Extended Data Fig. 5: Characterizing microwave-enhanced Rydberg detection fidelity.

The effect of strong microwave (MW) pulses on Rydberg atoms is measured by preparing atoms in \(|g\rangle \), exciting to \(|r\rangle \) with a Rydberg π-pulse, and then applying the microwave pulse before de-exciting residual Rydberg atoms with a final Rydberg π-pulse. (The entire sequence occurs while tweezers are briefly turned off.) a, Broad resonances are observed with varying microwave frequency, corresponding to transitions from \(|r\rangle \) = \(|70S\rangle \) to other Rydberg states.

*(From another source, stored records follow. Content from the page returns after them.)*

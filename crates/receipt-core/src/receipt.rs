//! # Receipts
//!
//! Composes the date, time and line-item parsers into a full receipt.
//!
//! ## Parse Pipeline
//! ```text
//! ┌─────────────────────────────────────────────────────────────────────────┐
//! │                    Receipt::parse(id, raw, validate)                    │
//! │                                                                         │
//! │  Phase 1: structural (every field attempted, nothing short-circuits)   │
//! │  ├── Date::parse(purchase_date, false)                                 │
//! │  ├── Time::parse(purchase_time, false)                                 │
//! │  ├── LineItem::parse(item) for every item                              │
//! │  └── total as f64                                                      │
//! │           │                                                             │
//! │           ├── any failure ──► ReceiptError::ParsingFailure             │
//! │           ▼                                                             │
//! │  Phase 2: semantic (only when validate = true)                         │
//! │  ├── date in calendar                                                  │
//! │  ├── time on the clock                                                 │
//! │  └── |total − Σ item.price| < 0.001                                    │
//! │           │                                                             │
//! │           └── any failure ──► ReceiptError::InvalidReceipt             │
//! └─────────────────────────────────────────────────────────────────────────┘
//! ```

use serde::{Deserialize, Serialize};
use ts_rs::TS;

use crate::date::Date;
use crate::error::{ErrorList, ReceiptError, ReceiptFieldError, ReceiptResult};
use crate::item::{LineItem, UnparsedLineItem};
use crate::time::Time;

/// Largest accepted gap between the declared total and the item sum.
pub const TOTAL_TOLERANCE: f64 = 0.001;

// =============================================================================
// Unparsed Receipt
// =============================================================================

/// A receipt exactly as it arrived on the wire. Every field is a string.
///
/// ## Wire Format
/// ```json
/// {
///   "retailer": "Target",
///   "purchaseDate": "2022-01-01",
///   "purchaseTime": "13:01",
///   "items": [{ "shortDescription": "Mountain Dew 12PK", "price": "6.49" }],
///   "total": "6.49"
/// }
/// ```
///
/// Missing fields deserialize as empty strings so they are reported by the
/// parser rather than by the transport.
#[derive(Debug, Clone, Default, PartialEq, Eq, Hash, Serialize, Deserialize, TS)]
#[serde(rename_all = "camelCase", default)]
#[ts(export)]
pub struct UnparsedReceipt {
    pub retailer: String,
    pub purchase_date: String,
    pub purchase_time: String,
    pub items: Vec<UnparsedLineItem>,
    pub total: String,
}

// =============================================================================
// Receipt
// =============================================================================

/// A fully typed receipt, the sole input to scoring.
#[derive(Debug, Clone, Default, PartialEq, Serialize, Deserialize, TS)]
#[serde(rename_all = "camelCase")]
#[ts(export)]
pub struct Receipt {
    /// Assigned by the caller before parsing. Opaque here.
    pub id: String,
    pub retailer: String,
    pub purchase_date: Date,
    pub purchase_time: Time,
    pub items: Vec<LineItem>,
    pub total: f64,
}

impl Receipt {
    /// Parses a raw receipt, optionally validating it as a whole.
    ///
    /// On failure the error still carries the best-effort receipt. Items
    /// that failed to parse are left out of it.
    ///
    /// ## Example
    /// ```rust
    /// use receipt_core::{Receipt, UnparsedLineItem, UnparsedReceipt};
    ///
    /// let raw = UnparsedReceipt {
    ///     retailer: "Target".to_string(),
    ///     purchase_date: "2022-01-01".to_string(),
    ///     purchase_time: "13:01".to_string(),
    ///     items: vec![UnparsedLineItem::new("Pepsi - 12-oz", "1.25")],
    ///     total: "1.25".to_string(),
    /// };
    ///
    /// let receipt = Receipt::parse("abc", &raw, true).unwrap();
    /// assert_eq!(receipt.id, "abc");
    /// assert_eq!(receipt.total, 1.25);
    /// ```
    pub fn parse(
        id: impl Into<String>,
        raw: &UnparsedReceipt,
        validate: bool,
    ) -> ReceiptResult<Receipt> {
        let id = id.into();
        let mut causes = ErrorList::new();

        let purchase_date = causes
            .collect(
                Date::parse(&raw.purchase_date, false).map_err(ReceiptFieldError::PurchaseDate),
            )
            .unwrap_or_default();

        let purchase_time = causes
            .collect(
                Time::parse(&raw.purchase_time, false).map_err(ReceiptFieldError::PurchaseTime),
            )
            .unwrap_or_default();

        let items = raw
            .items
            .iter()
            .enumerate()
            .filter_map(|(index, item)| {
                causes.collect(
                    LineItem::parse(item).map_err(|source| ReceiptFieldError::Item { index, source }),
                )
            })
            .collect();

        let total = causes
            .collect(raw.total.parse::<f64>().map_err(|source| ReceiptFieldError::Total {
                input: raw.total.clone(),
                source,
            }))
            .unwrap_or_default();

        let receipt = Receipt {
            id: id.clone(),
            retailer: raw.retailer.clone(),
            purchase_date,
            purchase_time,
            items,
            total,
        };

        if !causes.is_empty() {
            return Err(ReceiptError::ParsingFailure {
                id,
                input: Box::new(raw.clone()),
                receipt: Box::new(receipt),
                causes,
            });
        }

        if validate {
            let causes = receipt.validation_failures();
            if !causes.is_empty() {
                return Err(ReceiptError::InvalidReceipt {
                    id,
                    receipt: Box::new(receipt),
                    causes,
                });
            }
        }

        Ok(receipt)
    }

    /// Runs the semantic checks on an already parsed receipt.
    pub fn validate(&self) -> ReceiptResult<()> {
        let causes = self.validation_failures();
        if causes.is_empty() {
            return Ok(());
        }
        Err(ReceiptError::InvalidReceipt {
            id: self.id.clone(),
            receipt: Box::new(self.clone()),
            causes,
        })
    }

    /// Sum of every item price.
    pub fn items_total(&self) -> f64 {
        self.items.iter().map(|item| item.price).sum()
    }

    fn validation_failures(&self) -> ErrorList<ReceiptFieldError> {
        let mut causes = ErrorList::new();

        if let Err(e) = self.purchase_date.validate() {
            causes.push(ReceiptFieldError::PurchaseDate(e));
        }
        if let Err(e) = self.purchase_time.validate() {
            causes.push(ReceiptFieldError::PurchaseTime(e));
        }

        let computed = self.items_total();
        // NaN totals never satisfy the tolerance.
        let consistent = (self.total - computed).abs() < TOTAL_TOLERANCE;
        if !consistent {
            causes.push(ReceiptFieldError::TotalMismatch {
                declared: self.total,
                computed,
            });
        }

        causes
    }
}

// =============================================================================
// Unit Tests
// =============================================================================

Note that the transitions to \(|69P\rangle \) and \(|70P\rangle \) are in the range of 10–12 GHz, and over this entire range there is strong transfer out of  \(|r\rangle \). Other resonances might be due to multiphoton effects. b, With fixed 6.9-GHz microwave frequency and varying pulse time, there is a rapid transfer out of the Rydberg state on the timescale of several nanoseconds. Over short timescales, there may be coherent oscillations that return population back to \(|r\rangle \), so a 100-ns pulse is used for enhancement of loss signal of \(|r\rangle \) in the experiment.